Write out all of the records, keeping each one exactly as written.

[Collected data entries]
══════════════════════════════

//! Sensor Device Interface
//!
//! The boundary between the broadcast core and the capture hardware:
//!
//! - **queue**: Blocking frame queue fed by capture callbacks
//! - **synthetic**: Test-pattern backend that runs without hardware
//! - **error**: Device failure types
//!
//! # Architecture
//!
//! ```text
//! Capture thread (driver-owned):
//!   raw frame → FrameQueue::push
//!
//! Publish worker:
//!   DeviceProxy::next_frame → FrameQueue::pop(timeout) → Frame
//! ```
//!
//! Backend-specific pixel formats stay behind [`DeviceProxy`]; depth frames are
//! always 16-bit samples and video frames are always packed RGB triples by the
//! time they leave a backend.

pub mod error;
pub mod queue;
pub mod synthetic;

pub use error::{DeviceError, DeviceResult};
pub use queue::FrameQueue;
pub use synthetic::{SyntheticConfig, SyntheticDevice};

use serde::{Deserialize, Serialize};
use std::fmt;
use std::time::Duration;

/// How long a publish worker waits for a frame before re-checking for shutdown
pub const FRAME_POP_TIMEOUT: Duration = Duration::from_millis(30);

/// The two sensor streams a device exposes
#[derive(Debug, Clone, Copy, PartialEq, Eq, Hash, Serialize, Deserialize)]
pub enum StreamKind {
    Depth,
    Video,
}

impl StreamKind {
    /// Streams in the order the server starts them
    pub const ALL: [StreamKind; 2] = [StreamKind::Video, StreamKind::Depth];

    /// Topic name subscribers use for this stream
    pub fn topic(&self) -> &'static str {
        match self {
            StreamKind::Depth => "depth",
            StreamKind::Video => "video",
        }
    }

    /// Raw samples per pixel in frames of this kind
    pub fn samples_per_pixel(&self) -> usize {
        match self {
            StreamKind::Depth => 1,
            StreamKind::Video => 3,
        }
    }
}

impl fmt::Display for StreamKind {
    fn fmt(&self, f: &mut fmt::Formatter<'_>) -> fmt::Result {
        f.write_str(self.topic())
    }
}

/// One captured frame
#[derive(Debug, Clone, PartialEq, Eq)]
pub enum Frame {
    /// One depth sample per pixel
    Depth(Vec<u16>),
    /// Packed RGB, three bytes per pixel
    Video(Vec<u8>),
}

impl Frame {
    pub fn kind(&self) -> StreamKind {
        match self {
            Frame::Depth(_) => StreamKind::Depth,
            Frame::Video(_) => StreamKind::Video,
        }
    }
}

/// Frame geometry of one stream
#[derive(Debug, Clone, Copy, PartialEq, Eq, Serialize, Deserialize)]
pub struct Resolution {
    pub width: u32,
    pub height: u32,
}

impl Resolution {
    pub const fn new(width: u32, height: u32) -> Self {
        Self { width, height }
    }

    /// Pixels per frame
    pub fn rect_size(&self) -> usize {
        self.width as usize * self.height as usize
    }
}

impl fmt::Display for Resolution {
    fn fmt(&self, f: &mut fmt::Formatter<'_>) -> fmt::Result {
        write!(f, "{}x{}", self.width, self.height)
    }
}

/// Capability set every capture backend provides.
///
/// Implementations are shared between the publish workers and the shutdown
/// path, so all methods take `&self` and use interior mutability.
pub trait DeviceProxy: Send + Sync {
    /// Fixed geometry of the given stream for this device session
    fn resolution(&self, kind: StreamKind) -> Resolution;

    /// Pixels per frame of the given stream
    fn frame_rect_size(&self, kind: StreamKind) -> usize {
        self.resolution(kind).rect_size()
    }

    /// Begin capturing the given stream. Starting a running stream is a no-op.
    fn start_stream(&self, kind: StreamKind) -> DeviceResult<()>;

    /// Stop capturing the given stream. Stopping a stopped stream is a no-op.
    fn stop_stream(&self, kind: StreamKind) -> DeviceResult<()>;

    /// Wait up to `timeout` for the next captured frame of the given stream
    fn next_frame(&self, kind: StreamKind, timeout: Duration) -> Option<Frame>;
}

══════════════════════════════

- [Answer below]:
//! Sensor Device Interface
//!
//! The boundary between the broadcast core and the capture hardware:
//!
//! - **queue**: Blocking frame queue fed by capture callbacks
//! - **synthetic**: Test-pattern backend that runs without hardware
//! - **error**: Device failure types
//!
//! # Architecture
//!
//! ```text
//! Capture thread (driver-owned):
//!   raw frame → FrameQueue::push
//!
//! Publish worker:
//!   DeviceProxy::next_frame → FrameQueue::pop(timeout) → Frame
//! ```
//!
//! Backend-specific pixel formats stay behind [`DeviceProxy`]; depth frames are
//! always 16-bit samples and video frames are always packed RGB triples by the
//! time they leave a backend.

pub mod error;
pub mod queue;
pub mod synthetic;

pub use error::{DeviceError, DeviceResult};
pub use queue::FrameQueue;
pub use synthetic::{SyntheticConfig, SyntheticDevice};

use serde::{Deserialize, Serialize};
use std::fmt;
use std::time::Duration;

/// How long a publish worker waits for a frame before re-checking for shutdown
pub const FRAME_POP_TIMEOUT: Duration = Duration::from_millis(30);

/// The two sensor streams a device exposes
#[derive(Debug, Clone, Copy, PartialEq, Eq, Hash, Serialize, Deserialize)]
pub enum StreamKind {
    Depth,
    Video,
}

impl StreamKind {
    /// Streams in the order the server starts them
    pub const ALL: [StreamKind; 2] = [StreamKind::Video, StreamKind::Depth];

    /// Topic name subscribers use for this stream
    pub fn topic(&self) -> &'static str {
        match self {
            StreamKind::Depth => "depth",
            StreamKind::Video => "video",
        }
    }

    /// Raw samples per pixel in frames of this kind
    pub fn samples_per_pixel(&self) -> usize {
        match self {
            StreamKind::Depth => 1,
            StreamKind::Video => 3,
        }
    }
}

impl fmt::Display for StreamKind {
    fn fmt(&self, f: &mut fmt::Formatter<'_>) -> fmt::Result {
        f.write_str(self.topic())
    }
}

/// One captured frame
#[derive(Debug, Clone, PartialEq, Eq)]
pub enum Frame {
    /// One depth sample per pixel
    Depth(Vec<u16>),
    /// Packed RGB, three bytes per pixel
    Video(Vec<u8>),
}

impl Frame {
    pub fn kind(&self) -> StreamKind {
        match self {
            Frame::Depth(_) => StreamKind::Depth,
            Frame::Video(_) => StreamKind::Video,
        }
    }
}

/// Frame geometry of one stream
#[derive(Debug, Clone, Copy, PartialEq, Eq, Serialize, Deserialize)]
pub struct Resolution {
    pub width: u32,
    pub height: u32,
}

impl Resolution {
    pub const fn new(width: u32, height: u32) -> Self {
        Self { width, height }
    }

    /// Pixels per frame
    pub fn rect_size(&self) -> usize {
        self.width as usize * self.height as usize
    }
}

impl fmt::Display for Resolution {
    fn fmt(&self, f: &mut fmt::Formatter<'_>) -> fmt::Result {
        write!(f, "{}x{}", self.width, self.height)
    }
}

/// Capability set every capture backend provides.
///
/// Implementations are shared between the publish workers and the shutdown
/// path, so all methods take `&self` and use interior mutability.
pub trait DeviceProxy: Send + Sync {
    /// Fixed geometry of the given stream for this device session
    fn resolution(&self, kind: StreamKind) -> Resolution;

    /// Pixels per frame of the given stream
    fn frame_rect_size(&self, kind: StreamKind) -> usize {
        self.resolution(kind).rect_size()
    }

    /// Begin capturing the given stream. Starting a running stream is a no-op.
    fn start_stream(&self, kind: StreamKind) -> DeviceResult<()>;

    /// Stop capturing the given stream. Stopping a stopped stream is a no-op.
    fn stop_stream(&self, kind: StreamKind) -> DeviceResult<()>;

    /// Wait up to `timeout` for the next captured frame of the given stream
    fn next_frame(&self, kind: StreamKind, timeout: Duration) -> Option<Frame>;
}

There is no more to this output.